> What is needed
Go to the line holding "panel.vcf_mod_source = match" in the entries below and write out exactly every line down to and including the line holding "VoiceMessage::SetModSource(source) => params.vcf_mod_source".

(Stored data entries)
◇ ◇ ◇ ◇ ◇ ◇ ◇

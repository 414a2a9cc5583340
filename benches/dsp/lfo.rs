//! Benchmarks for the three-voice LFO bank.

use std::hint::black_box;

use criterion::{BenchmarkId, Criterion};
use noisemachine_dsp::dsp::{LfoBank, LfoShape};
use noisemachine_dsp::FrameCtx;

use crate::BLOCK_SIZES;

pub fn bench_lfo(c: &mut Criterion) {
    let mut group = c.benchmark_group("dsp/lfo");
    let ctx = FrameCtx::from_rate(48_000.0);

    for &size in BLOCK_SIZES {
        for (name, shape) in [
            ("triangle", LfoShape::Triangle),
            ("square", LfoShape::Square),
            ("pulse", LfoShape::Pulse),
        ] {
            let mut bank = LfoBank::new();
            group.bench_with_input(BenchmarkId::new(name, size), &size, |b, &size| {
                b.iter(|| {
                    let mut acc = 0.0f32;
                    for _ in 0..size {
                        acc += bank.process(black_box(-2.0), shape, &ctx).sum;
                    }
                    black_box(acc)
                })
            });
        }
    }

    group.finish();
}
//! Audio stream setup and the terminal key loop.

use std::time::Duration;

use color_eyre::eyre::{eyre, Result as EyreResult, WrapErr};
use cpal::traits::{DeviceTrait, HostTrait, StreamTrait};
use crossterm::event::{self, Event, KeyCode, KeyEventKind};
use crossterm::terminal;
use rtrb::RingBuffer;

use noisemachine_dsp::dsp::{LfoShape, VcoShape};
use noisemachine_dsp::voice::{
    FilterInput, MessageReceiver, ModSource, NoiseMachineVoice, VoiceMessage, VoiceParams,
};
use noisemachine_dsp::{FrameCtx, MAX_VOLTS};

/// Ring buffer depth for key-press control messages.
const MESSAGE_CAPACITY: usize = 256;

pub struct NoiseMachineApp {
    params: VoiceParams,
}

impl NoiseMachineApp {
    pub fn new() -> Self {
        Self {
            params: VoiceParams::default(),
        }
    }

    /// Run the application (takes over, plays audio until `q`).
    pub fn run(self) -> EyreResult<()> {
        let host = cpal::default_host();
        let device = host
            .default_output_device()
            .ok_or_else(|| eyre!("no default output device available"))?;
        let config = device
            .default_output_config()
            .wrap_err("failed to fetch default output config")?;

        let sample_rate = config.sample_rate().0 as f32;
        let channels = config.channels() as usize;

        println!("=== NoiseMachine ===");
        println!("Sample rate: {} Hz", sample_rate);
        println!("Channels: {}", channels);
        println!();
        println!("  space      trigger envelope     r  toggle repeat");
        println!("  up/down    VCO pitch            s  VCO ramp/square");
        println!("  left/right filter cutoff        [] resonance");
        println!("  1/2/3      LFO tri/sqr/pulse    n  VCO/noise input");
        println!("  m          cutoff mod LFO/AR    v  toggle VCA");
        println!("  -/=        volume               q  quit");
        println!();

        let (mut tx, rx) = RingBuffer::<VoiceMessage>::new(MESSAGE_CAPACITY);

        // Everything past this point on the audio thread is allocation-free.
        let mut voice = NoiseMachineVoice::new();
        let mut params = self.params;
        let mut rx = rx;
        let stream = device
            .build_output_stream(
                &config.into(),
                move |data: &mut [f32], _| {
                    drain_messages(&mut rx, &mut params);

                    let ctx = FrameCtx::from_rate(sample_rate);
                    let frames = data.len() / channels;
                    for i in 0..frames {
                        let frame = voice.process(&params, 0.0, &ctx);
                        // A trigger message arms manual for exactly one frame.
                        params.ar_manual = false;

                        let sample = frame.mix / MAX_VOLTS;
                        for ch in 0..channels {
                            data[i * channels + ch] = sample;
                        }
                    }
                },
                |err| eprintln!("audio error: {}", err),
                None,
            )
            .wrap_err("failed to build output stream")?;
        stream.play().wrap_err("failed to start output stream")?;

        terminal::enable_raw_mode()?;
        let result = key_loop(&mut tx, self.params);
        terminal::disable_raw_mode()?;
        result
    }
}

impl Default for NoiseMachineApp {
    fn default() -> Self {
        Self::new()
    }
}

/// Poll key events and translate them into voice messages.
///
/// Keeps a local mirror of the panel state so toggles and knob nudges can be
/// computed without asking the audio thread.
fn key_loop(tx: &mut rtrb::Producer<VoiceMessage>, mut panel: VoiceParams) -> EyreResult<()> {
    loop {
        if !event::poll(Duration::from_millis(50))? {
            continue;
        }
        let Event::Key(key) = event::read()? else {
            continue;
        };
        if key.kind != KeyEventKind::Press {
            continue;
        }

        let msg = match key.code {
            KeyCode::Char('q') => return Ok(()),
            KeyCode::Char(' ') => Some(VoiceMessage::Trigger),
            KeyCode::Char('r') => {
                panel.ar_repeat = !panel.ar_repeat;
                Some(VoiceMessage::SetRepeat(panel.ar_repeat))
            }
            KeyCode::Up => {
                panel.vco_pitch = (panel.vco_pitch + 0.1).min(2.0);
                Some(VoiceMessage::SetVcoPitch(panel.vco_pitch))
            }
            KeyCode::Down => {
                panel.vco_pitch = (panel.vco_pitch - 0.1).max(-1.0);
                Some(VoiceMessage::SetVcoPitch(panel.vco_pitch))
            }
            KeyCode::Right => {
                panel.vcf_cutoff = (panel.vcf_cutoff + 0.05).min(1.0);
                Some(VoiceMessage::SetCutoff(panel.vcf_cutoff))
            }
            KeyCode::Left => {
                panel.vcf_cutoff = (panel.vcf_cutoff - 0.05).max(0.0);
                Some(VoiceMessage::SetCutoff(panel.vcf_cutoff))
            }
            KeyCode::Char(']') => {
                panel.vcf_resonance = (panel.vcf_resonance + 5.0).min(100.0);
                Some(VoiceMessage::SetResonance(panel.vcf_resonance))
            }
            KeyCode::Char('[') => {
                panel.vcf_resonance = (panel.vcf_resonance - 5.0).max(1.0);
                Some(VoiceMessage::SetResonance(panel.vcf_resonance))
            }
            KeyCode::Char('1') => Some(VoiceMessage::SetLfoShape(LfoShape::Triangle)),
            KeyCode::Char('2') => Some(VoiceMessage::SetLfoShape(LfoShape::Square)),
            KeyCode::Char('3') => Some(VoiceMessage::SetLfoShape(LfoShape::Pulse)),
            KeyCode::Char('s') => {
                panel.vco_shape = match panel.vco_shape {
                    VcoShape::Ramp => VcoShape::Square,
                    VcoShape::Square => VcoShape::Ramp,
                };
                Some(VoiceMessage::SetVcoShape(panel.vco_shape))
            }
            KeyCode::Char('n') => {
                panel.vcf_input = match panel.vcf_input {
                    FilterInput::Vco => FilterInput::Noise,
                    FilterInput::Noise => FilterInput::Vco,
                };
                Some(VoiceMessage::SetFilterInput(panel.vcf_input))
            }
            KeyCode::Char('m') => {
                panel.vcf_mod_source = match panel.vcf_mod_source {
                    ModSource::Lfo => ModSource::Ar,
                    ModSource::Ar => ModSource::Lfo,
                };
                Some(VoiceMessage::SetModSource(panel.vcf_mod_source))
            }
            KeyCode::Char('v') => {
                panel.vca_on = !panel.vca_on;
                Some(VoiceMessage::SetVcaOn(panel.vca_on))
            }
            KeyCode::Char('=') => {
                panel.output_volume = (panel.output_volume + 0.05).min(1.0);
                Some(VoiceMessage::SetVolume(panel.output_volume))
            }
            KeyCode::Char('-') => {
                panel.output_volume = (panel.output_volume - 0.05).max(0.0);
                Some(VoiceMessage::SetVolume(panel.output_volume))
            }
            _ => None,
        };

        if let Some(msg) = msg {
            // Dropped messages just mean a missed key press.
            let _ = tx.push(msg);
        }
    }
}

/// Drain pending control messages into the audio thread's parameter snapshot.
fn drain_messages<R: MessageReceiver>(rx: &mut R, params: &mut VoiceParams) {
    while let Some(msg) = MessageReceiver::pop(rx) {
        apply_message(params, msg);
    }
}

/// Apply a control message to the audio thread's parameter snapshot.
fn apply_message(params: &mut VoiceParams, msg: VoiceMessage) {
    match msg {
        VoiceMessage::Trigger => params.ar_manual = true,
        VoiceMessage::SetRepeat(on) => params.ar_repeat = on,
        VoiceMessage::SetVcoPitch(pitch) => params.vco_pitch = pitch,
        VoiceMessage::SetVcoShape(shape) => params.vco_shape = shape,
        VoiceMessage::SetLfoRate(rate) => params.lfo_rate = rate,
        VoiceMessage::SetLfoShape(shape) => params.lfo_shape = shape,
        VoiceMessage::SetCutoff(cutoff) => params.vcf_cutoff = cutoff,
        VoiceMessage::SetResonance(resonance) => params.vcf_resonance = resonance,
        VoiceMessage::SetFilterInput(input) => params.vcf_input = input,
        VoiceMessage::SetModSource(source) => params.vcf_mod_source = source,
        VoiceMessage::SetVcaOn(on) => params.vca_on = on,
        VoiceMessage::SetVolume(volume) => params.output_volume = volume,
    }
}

◇ ◇ ◇ ◇ ◇ ◇ ◇

> Task solution
                panel.vcf_mod_source = match panel.vcf_mod_source {
                    ModSource::Lfo => ModSource::Ar,
                    ModSource::Ar => ModSource::Lfo,
                };
                Some(VoiceMessage::SetModSource(panel.vcf_mod_source))
            }
            KeyCode::Char('v') => {
                panel.vca_on = !panel.vca_on;
                Some(VoiceMessage::SetVcaOn(panel.vca_on))
            }
            KeyCode::Char('=') => {
                panel.output_volume = (panel.output_volume + 0.05).min(1.0);
                Some(VoiceMessage::SetVolume(panel.output_volume))
            }
            KeyCode::Char('-') => {
                panel.output_volume = (panel.output_volume - 0.05).max(0.0);
                Some(VoiceMessage::SetVolume(panel.output_volume))
            }
            _ => None,
        };

        if let Some(msg) = msg {
            // Dropped messages just mean a missed key press.
            let _ = tx.push(msg);
        }
    }
}

/// Drain pending control messages into the audio thread's parameter snapshot.
fn drain_messages<R: MessageReceiver>(rx: &mut R, params: &mut VoiceParams) {
    while let Some(msg) = MessageReceiver::pop(rx) {
        apply_message(params, msg);
    }
}

/// Apply a control message to the audio thread's parameter snapshot.
fn apply_message(params: &mut VoiceParams, msg: VoiceMessage) {
    match msg {
        VoiceMessage::Trigger => params.ar_manual = true,
        VoiceMessage::SetRepeat(on) => params.ar_repeat = on,
        VoiceMessage::SetVcoPitch(pitch) => params.vco_pitch = pitch,
        VoiceMessage::SetVcoShape(shape) => params.vco_shape = shape,
        VoiceMessage::SetLfoRate(rate) => params.lfo_rate = rate,
        VoiceMessage::SetLfoShape(shape) => params.lfo_shape = shape,
        VoiceMessage::SetCutoff(cutoff) => params.vcf_cutoff = cutoff,
        VoiceMessage::SetResonance(resonance) => params.vcf_resonance = resonance,
        VoiceMessage::SetFilterInput(input) => params.vcf_input = input,
        VoiceMessage::SetModSource(source) => params.vcf_mod_source = source,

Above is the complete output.